TASK GOAL - Your answer should be every line of the records that contains the word "InternalError".

Source data:
********************

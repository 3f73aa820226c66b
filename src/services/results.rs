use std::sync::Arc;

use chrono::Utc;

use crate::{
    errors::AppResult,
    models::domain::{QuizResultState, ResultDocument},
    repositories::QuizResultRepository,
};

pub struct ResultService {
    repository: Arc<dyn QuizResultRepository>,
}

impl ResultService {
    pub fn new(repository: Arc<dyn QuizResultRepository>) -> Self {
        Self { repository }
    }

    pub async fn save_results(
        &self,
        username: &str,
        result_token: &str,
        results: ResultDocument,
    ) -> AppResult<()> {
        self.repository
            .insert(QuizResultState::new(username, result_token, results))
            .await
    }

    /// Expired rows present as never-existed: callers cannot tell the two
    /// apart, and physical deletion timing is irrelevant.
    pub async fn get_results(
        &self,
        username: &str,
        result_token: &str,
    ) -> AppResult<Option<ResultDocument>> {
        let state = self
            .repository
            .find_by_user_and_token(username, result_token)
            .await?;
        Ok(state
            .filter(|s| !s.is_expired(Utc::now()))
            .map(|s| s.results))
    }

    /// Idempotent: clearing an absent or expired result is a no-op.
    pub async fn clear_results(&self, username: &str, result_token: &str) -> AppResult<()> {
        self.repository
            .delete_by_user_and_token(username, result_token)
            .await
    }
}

********************

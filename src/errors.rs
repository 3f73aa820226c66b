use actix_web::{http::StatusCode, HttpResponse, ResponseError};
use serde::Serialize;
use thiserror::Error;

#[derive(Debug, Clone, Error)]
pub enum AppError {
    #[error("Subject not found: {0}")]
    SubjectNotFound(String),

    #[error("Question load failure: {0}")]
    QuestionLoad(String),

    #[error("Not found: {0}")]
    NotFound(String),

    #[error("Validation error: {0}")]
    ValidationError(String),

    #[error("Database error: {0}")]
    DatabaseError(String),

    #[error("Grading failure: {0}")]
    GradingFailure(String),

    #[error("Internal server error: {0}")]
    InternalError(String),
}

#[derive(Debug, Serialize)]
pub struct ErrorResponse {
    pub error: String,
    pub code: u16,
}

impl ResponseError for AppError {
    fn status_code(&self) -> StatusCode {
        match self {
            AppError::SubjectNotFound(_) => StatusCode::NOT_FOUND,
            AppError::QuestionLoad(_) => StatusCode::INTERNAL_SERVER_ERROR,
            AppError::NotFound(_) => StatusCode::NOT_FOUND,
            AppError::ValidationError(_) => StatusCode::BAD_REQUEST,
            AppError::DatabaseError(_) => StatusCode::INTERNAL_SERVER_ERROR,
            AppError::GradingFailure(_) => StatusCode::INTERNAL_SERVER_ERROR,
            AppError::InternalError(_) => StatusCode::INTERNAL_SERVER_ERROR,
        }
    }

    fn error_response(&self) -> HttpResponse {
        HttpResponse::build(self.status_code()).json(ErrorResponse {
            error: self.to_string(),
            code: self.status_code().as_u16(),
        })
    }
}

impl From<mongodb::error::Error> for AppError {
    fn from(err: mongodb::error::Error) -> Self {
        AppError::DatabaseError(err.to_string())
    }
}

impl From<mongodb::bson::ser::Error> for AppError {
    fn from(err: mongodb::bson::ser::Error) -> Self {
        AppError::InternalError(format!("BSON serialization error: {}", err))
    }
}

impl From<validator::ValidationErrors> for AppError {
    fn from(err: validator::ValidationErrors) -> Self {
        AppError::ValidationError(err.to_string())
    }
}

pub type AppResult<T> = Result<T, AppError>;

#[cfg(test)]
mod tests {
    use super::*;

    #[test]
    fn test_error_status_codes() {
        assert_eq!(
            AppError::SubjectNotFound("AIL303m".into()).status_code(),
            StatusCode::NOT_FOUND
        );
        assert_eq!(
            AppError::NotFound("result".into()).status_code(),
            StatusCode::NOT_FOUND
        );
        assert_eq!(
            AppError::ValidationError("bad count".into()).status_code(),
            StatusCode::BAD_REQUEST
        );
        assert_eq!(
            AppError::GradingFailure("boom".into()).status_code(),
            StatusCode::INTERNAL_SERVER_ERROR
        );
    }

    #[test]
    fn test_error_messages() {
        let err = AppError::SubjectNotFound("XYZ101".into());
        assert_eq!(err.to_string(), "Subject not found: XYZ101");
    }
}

********************

YOUR RESPONSE -
    InternalError(String),
            AppError::InternalError(_) => StatusCode::INTERNAL_SERVER_ERROR,
        AppError::InternalError(format!("BSON serialization error: {}", err))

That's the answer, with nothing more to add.